(About this exercise) From the material that follows, count the lines with the word "iter" in them. Reply with the number only.

(The data)

-*-

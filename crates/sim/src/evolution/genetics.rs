//! Infinitesimal-model inheritance of a quantitative trait.
//!
//! The trait is controlled by very many loci of small additive effect, so an
//! individual is summarized by a single real-valued breeding value `a`.
//! Offspring breeding values scatter around the parental midpoint with the
//! segregation variance `VA / 2`; phenotypes add an independent environmental
//! deviation with variance `VP - VA`.

use crate::errors::ConfigurationError;
use rand::Rng;
use rand_distr::StandardNormal;
use serde::{Deserialize, Serialize};

/// Sampler for breeding values and phenotypes.
#[derive(Debug, Clone, Copy, PartialEq, Serialize, Deserialize)]
pub struct GeneticsModel {
    va: f64,
    vp: f64,
}

impl GeneticsModel {
    /// Create a model with additive variance `va` and phenotypic variance `vp`.
    ///
    /// # Errors
    /// `va` must be finite and non-negative, and `vp` finite and `>= va`.
    pub fn new(va: f64, vp: f64) -> Result<Self, ConfigurationError> {
        if !(va >= 0.0 && va.is_finite()) {
            return Err(ConfigurationError::NegativeAdditiveVariance(va));
        }
        if !vp.is_finite() {
            return Err(ConfigurationError::invalid("vp", vp, "must be finite"));
        }
        if vp < va {
            return Err(ConfigurationError::PhenotypicBelowAdditive { vp, va });
        }
        Ok(Self { va, vp })
    }

    /// Additive genetic variance `VA`.
    pub fn additive_variance(&self) -> f64 {
        self.va
    }

    /// Phenotypic variance `VP`.
    pub fn phenotypic_variance(&self) -> f64 {
        self.vp
    }

    /// Environmental variance `VP - VA`.
    pub fn environmental_variance(&self) -> f64 {
        self.vp - self.va
    }

    /// Narrow-sense heritability `VA / VP` (0 when `VP = 0`).
    pub fn heritability(&self) -> f64 {
        if self.vp > 0.0 {
            self.va / self.vp
        } else {
            0.0
        }
    }

    /// `(a, z)` for a founder: `a ~ N(0, VA)`.
    pub fn founder<R: Rng + ?Sized>(&self, rng: &mut R) -> (f64, f64) {
        let a = gaussian(rng, 0.0, self.va);
        (a, self.phenotype(rng, a))
    }

    /// `(a, z)` for an offspring: `a ~ N((a_dam + a_sire) / 2, VA / 2)`.
    pub fn offspring<R: Rng + ?Sized>(&self, rng: &mut R, dam_a: f64, sire_a: f64) -> (f64, f64) {
        let a = if self.va > 0.0 {
            gaussian(rng, 0.5 * (dam_a + sire_a), 0.5 * self.va)
        } else {
            0.0
        };
        (a, self.phenotype(rng, a))
    }

    /// Observed phenotype for breeding value `a`.
    pub fn phenotype<R: Rng + ?Sized>(&self, rng: &mut R, a: f64) -> f64 {
        a + gaussian(rng, 0.0, self.environmental_variance())
    }
}

/// Normal draw with the given mean and variance; no draw when the variance is 0.
fn gaussian<R: Rng + ?Sized>(rng: &mut R, mean: f64, variance: f64) -> f64 {
    if variance <= 0.0 {
        return mean;
    }
    let x: f64 = rng.sample(StandardNormal);
    mean + variance.sqrt() * x
}

#[cfg(test)]
mod tests {
    use super::*;
    use rand::SeedableRng;
    use rand_xoshiro::Xoshiro256PlusPlus;

    fn mean_var(values: &[f64]) -> (f64, f64) {
        let n = values.len() as f64;
        let mean = values.iter().sum::<f64>() / n;
        let var = values.iter().map(|v| (v - mean).powi(2)).sum::<f64>() / (n - 1.0);
        (mean, var)
    }

    #[test]
    fn test_validation() {
        assert!(GeneticsModel::new(0.5, 1.0).is_ok());
        assert!(GeneticsModel::new(0.0, 0.0).is_ok());
        assert_eq!(
            GeneticsModel::new(-0.1, 1.0),
            Err(ConfigurationError::NegativeAdditiveVariance(-0.1))
        );
        assert_eq!(
            GeneticsModel::new(1.0, 0.5),
            Err(ConfigurationError::PhenotypicBelowAdditive { vp: 0.5, va: 1.0 })
        );
        assert!(GeneticsModel::new(0.5, f64::INFINITY).is_err());
    }

    #[test]
    fn test_zero_va_gives_zero_breeding_values() {
        let model = GeneticsModel::new(0.0, 1.0).unwrap();
        let mut rng = Xoshiro256PlusPlus::seed_from_u64(1);
        for _ in 0..1000 {
            let (a, _) = model.founder(&mut rng);
            assert_eq!(a, 0.0);
            let (a, _) = model.offspring(&mut rng, 0.0, 0.0);
            assert_eq!(a, 0.0);
        }
    }

    #[test]
    fn test_zero_environmental_variance() {
        let model = GeneticsModel::new(1.0, 1.0).unwrap();
        let mut rng = Xoshiro256PlusPlus::seed_from_u64(2);
        for _ in 0..100 {
            let (a, z) = model.founder(&mut rng);
            assert_eq!(a, z);
        }
    }

    #[test]
    fn test_founder_moments() {
        let model = GeneticsModel::new(0.5, 1.0).unwrap();
        let mut rng = Xoshiro256PlusPlus::seed_from_u64(3);
        let draws: Vec<(f64, f64)> = (0..20_000).map(|_| model.founder(&mut rng)).collect();
        let a: Vec<f64> = draws.iter().map(|d| d.0).collect();
        let z: Vec<f64> = draws.iter().map(|d| d.1).collect();
        let (ma, va) = mean_var(&a);
        let (mz, vz) = mean_var(&z);
        assert!(ma.abs() < 0.03);
        assert!((va - 0.5).abs() < 0.05);
        assert!(mz.abs() < 0.04);
        assert!((vz - 1.0).abs() < 0.08);
    }

    #[test]
    fn test_offspring_centered_on_midparent() {
        let model = GeneticsModel::new(0.4, 1.0).unwrap();
        let mut rng = Xoshiro256PlusPlus::seed_from_u64(4);
        let a: Vec<f64> = (0..20_000)
            .map(|_| model.offspring(&mut rng, 1.0, 3.0).0)
            .collect();
        let (m, v) = mean_var(&a);
        assert!((m - 2.0).abs() < 0.03);
        assert!((v - 0.2).abs() < 0.02);
    }

    #[test]
    fn test_heritability() {
        assert_eq!(GeneticsModel::new(0.5, 1.0).unwrap().heritability(), 0.5);
        assert_eq!(GeneticsModel::new(0.0, 0.0).unwrap().heritability(), 0.0);
    }
}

-*-

(Result below) 4